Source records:
+ + + + + + +
//! Shared decoder for the compact hash-chain link encoding.
//!
//! Each link on the wire is:
//!
//! ```text
//! algo-id        : 1 byte   (numeric vendor id)
//! direction      : 1 byte   (0 = right link, 1 = left link)
//! sibling-algo   : 1 byte   (numeric vendor id)
//! sibling-digest : N bytes  (N from sibling-algo)
//! level          : 1 byte
//! ```
//!
//! The blob ends when the read at the algo-id position hits end of stream;
//! a truncated link at any later field is a hard error. The aggregation and
//! calendar builders customise the two variation points (sibling and level
//! encoding) through [`LinkEncoder`].

use crate::domain::constants::{TLV_LEFT_LINK, TLV_RIGHT_LINK};
use crate::domain::hash::{HashAlgorithm, Imprint};
use crate::domain::tlv::TlvElement;
use crate::infra::error::{ConvertError, ConvertResult};

/// One decoded link with its recomputed hashes and emitted TLV element.
#[derive(Debug, Clone)]
pub struct ChainLink {
    pub algorithm: HashAlgorithm,
    pub input_hash: Imprint,
    pub result_hash: Imprint,
    pub element: TlvElement,
    pub level: u8,
}

/// Customisation hooks for the two points where the chain kinds differ,
/// plus the first-link input hash rule.
pub trait LinkEncoder {
    /// Append the sibling imprint to the link element.
    fn encode_sibling(
        &self,
        link: &mut TlvElement,
        sibling_algorithm: HashAlgorithm,
        sibling_imprint: &[u8],
    ) -> ConvertResult<()>;

    /// Append the level correction to the link element and enforce level
    /// ordering, if the chain kind has any.
    fn encode_level(&self, link: &mut TlvElement, level: u8, previous_level: u8)
        -> ConvertResult<()>;

    /// Input hash of the first link; the chain input is used verbatim
    /// unless the chain kind pre-hashes it.
    fn chain_input_hash(&self, input_hash: &Imprint, _algorithm: HashAlgorithm) -> Imprint {
        input_hash.clone()
    }
}

/// Map a wire direction byte to the link element type.
fn link_element_type(direction: u8) -> ConvertResult<u16> {
    match direction {
        0 => Ok(TLV_RIGHT_LINK),
        1 => Ok(TLV_LEFT_LINK),
        other => Err(ConvertError::Format(format!(
            "Invalid hash step direction: {other}"
        ))),
    }
}

/// One hash step: concatenate sibling and input imprints in direction
/// order, append the level byte, hash with the link algorithm.
pub fn hash_step(
    algorithm: HashAlgorithm,
    direction: u16,
    sibling_imprint: &[u8],
    input_imprint: &[u8],
    level: u8,
) -> Imprint {
    let level_byte = [level];
    if direction == TLV_RIGHT_LINK {
        algorithm.hash(&[sibling_imprint, input_imprint, &level_byte])
    } else {
        algorithm.hash(&[input_imprint, sibling_imprint, &level_byte])
    }
}

/// Decode every link in `blob`, recomputing hashes along the chain.
pub fn read_links(
    blob: &[u8],
    input_hash: &Imprint,
    encoder: &dyn LinkEncoder,
) -> ConvertResult<Vec<ChainLink>> {
    let mut cursor = Cursor { data: blob, pos: 0 };
    let mut links: Vec<ChainLink> = Vec::new();
    let mut previous_level = 0u8;

    while let Some(algorithm_byte) = cursor.next_byte() {
        let algorithm = HashAlgorithm::by_gtid(algorithm_byte)?;
        let link_input_hash = match links.last() {
            Some(previous) => previous.result_hash.clone(),
            None => encoder.chain_input_hash(input_hash, algorithm),
        };

        let direction = cursor.next_byte().ok_or_else(|| {
            ConvertError::Format("Invalid link, end of stream after algorithm byte.".to_string())
        })?;
        let element_type = link_element_type(direction)?;

        let sibling_algorithm_byte = cursor.next_byte().ok_or_else(|| {
            ConvertError::Format("Invalid link, end of stream after direction byte.".to_string())
        })?;
        let sibling_algorithm = HashAlgorithm::by_gtid(sibling_algorithm_byte)?;
        let mut sibling_imprint = Vec::with_capacity(1 + sibling_algorithm.digest_len());
        sibling_imprint.push(sibling_algorithm_byte);
        let digest = cursor.take(sibling_algorithm.digest_len()).ok_or_else(|| {
            ConvertError::Format("Invalid link, not enough data for hash imprint.".to_string())
        })?;
        sibling_imprint.extend_from_slice(digest);

        // A stream that ends exactly at the level position reads as 255.
        let level = cursor.next_byte().unwrap_or(0xFF);

        let mut element = TlvElement::new(element_type);
        encoder.encode_level(&mut element, level, previous_level)?;
        encoder.encode_sibling(&mut element, sibling_algorithm, &sibling_imprint)?;

        let result_hash = hash_step(
            algorithm,
            element_type,
            &sibling_imprint,
            &link_input_hash.to_bytes(),
            level,
        );

        log::trace!(
            "decoded {} link at level {level}, algorithm {}",
            if element_type == TLV_LEFT_LINK { "left" } else { "right" },
            algorithm.name()
        );

        links.push(ChainLink {
            algorithm,
            input_hash: link_input_hash,
            result_hash,
            element,
            level,
        });
        previous_level = level;
    }

    Ok(links)
}

struct Cursor<'a> {
    data: &'a [u8],
    pos: usize,
}

impl<'a> Cursor<'a> {
    fn next_byte(&mut self) -> Option<u8> {
        let byte = self.data.get(self.pos).copied();
        if byte.is_some() {
            self.pos += 1;
        }
        byte
    }

    fn take(&mut self, count: usize) -> Option<&'a [u8]> {
        let slice = self.data.get(self.pos..self.pos + count)?;
        self.pos += count;
        Some(slice)
    }
}

#[cfg(test)]
mod tests {
    use super::*;

    struct PlainEncoder;

    impl LinkEncoder for PlainEncoder {
        fn encode_sibling(
            &self,
            link: &mut TlvElement,
            _sibling_algorithm: HashAlgorithm,
            sibling_imprint: &[u8],
        ) -> ConvertResult<()> {
            link.set_content(sibling_imprint);
            Ok(())
        }

        fn encode_level(
            &self,
            _link: &mut TlvElement,
            _level: u8,
            _previous_level: u8,
        ) -> ConvertResult<()> {
            Ok(())
        }
    }

    fn zero_input() -> Imprint {
        Imprint::new(HashAlgorithm::Sha256, vec![0u8; 32]).unwrap()
    }

    #[test]
    fn empty_blob_decodes_to_no_links() {
        let links = read_links(&[], &zero_input(), &PlainEncoder).unwrap();
        assert!(links.is_empty());
    }

    #[test]
    fn truncation_after_algorithm_byte() {
        let err = read_links(&[1], &zero_input(), &PlainEncoder).unwrap_err();
        assert_eq!(
            err.to_string(),
            "Invalid link, end of stream after algorithm byte."
        );
    }

    #[test]
    fn invalid_direction() {
        let err = read_links(&[1, 2], &zero_input(), &PlainEncoder).unwrap_err();
        assert_eq!(err.to_string(), "Invalid hash step direction: 2");
    }

    #[test]
    fn truncation_after_direction_byte() {
        let err = read_links(&[1, 0], &zero_input(), &PlainEncoder).unwrap_err();
        assert_eq!(
            err.to_string(),
            "Invalid link, end of stream after direction byte."
        );
    }

    #[test]
    fn unknown_sibling_algorithm() {
        let err = read_links(&[1, 0, 50], &zero_input(), &PlainEncoder).unwrap_err();
        assert_eq!(err.to_string(), "unsupported algorithm GTID: 50");
    }

    #[test]
    fn truncated_sibling_imprint() {
        let err = read_links(&[1, 0, 1], &zero_input(), &PlainEncoder).unwrap_err();
        assert_eq!(err.to_string(), "Invalid link, not enough data for hash imprint.");
    }

    fn step_vectors() -> (Imprint, Imprint) {
        let sibling = Imprint::new(HashAlgorithm::Sha256, vec![0u8; 32]).unwrap();
        let mut input_digest = vec![0u8; 31];
        input_digest.push(1);
        let input = Imprint::new(HashAlgorithm::Sha256, input_digest).unwrap();
        (sibling, input)
    }

    #[test]
    fn hash_step_left_matches_reference_vector() {
        let (sibling, input) = step_vectors();
        let result = hash_step(
            HashAlgorithm::Sha256,
            TLV_LEFT_LINK,
            &sibling.to_bytes(),
            &input.to_bytes(),
            75,
        );
        assert_eq!(
            hex::encode(result.digest()),
            "f32c21885bb4ec418bf2dba729df71b5345a180c63ddb6e063173b113ff0ee5f"
        );
    }

    #[test]
    fn hash_step_right_matches_reference_vector() {
        let (sibling, input) = step_vectors();
        let result = hash_step(
            HashAlgorithm::Sha256,
            TLV_RIGHT_LINK,
            &sibling.to_bytes(),
            &input.to_bytes(),
            75,
        );
        assert_eq!(
            hex::encode(result.digest()),
            "1241d5cf78cb9b55f6f5573ef3c893deb4d5f0459b489b1b961f47f9a789078f"
        );
    }

    #[test]
    fn chain_of_two_links_feeds_results_forward() {
        // two right links at levels 1 and 2, SHA-256 siblings of all zeros
        let mut blob = Vec::new();
        for level in [1u8, 2] {
            blob.push(1); // algorithm
            blob.push(0); // direction
            blob.push(1); // sibling algorithm
            blob.extend_from_slice(&[0u8; 32]);
            blob.push(level);
        }
        let links = read_links(&blob, &zero_input(), &PlainEncoder).unwrap();
        assert_eq!(links.len(), 2);
        assert_eq!(links[1].input_hash, links[0].result_hash);
        assert_eq!(links[0].element.element_type(), TLV_RIGHT_LINK);
    }

    #[test]
    fn stream_end_at_level_position_reads_as_255() {
        let mut blob = vec![1, 0, 1];
        blob.extend_from_slice(&[0u8; 32]);
        let links = read_links(&blob, &zero_input(), &PlainEncoder).unwrap();
        assert_eq!(links.len(), 1);
        assert_eq!(links[0].level, 255);
    }
}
+ + + + + + +
From the entries above, restate word for word the lines from the line containing "assert_eq!(links[0].element.element_type(), TLV_RIGHT_LINK);" to the line containing "assert_eq!(links.len(), 1);", both ends included, and nothing more.

Output below:
        assert_eq!(links[0].element.element_type(), TLV_RIGHT_LINK);
    }

    #[test]
    fn stream_end_at_level_position_reads_as_255() {
        let mut blob = vec![1, 0, 1];
        blob.extend_from_slice(&[0u8; 32]);
        let links = read_links(&blob, &zero_input(), &PlainEncoder).unwrap();
        assert_eq!(links.len(), 1);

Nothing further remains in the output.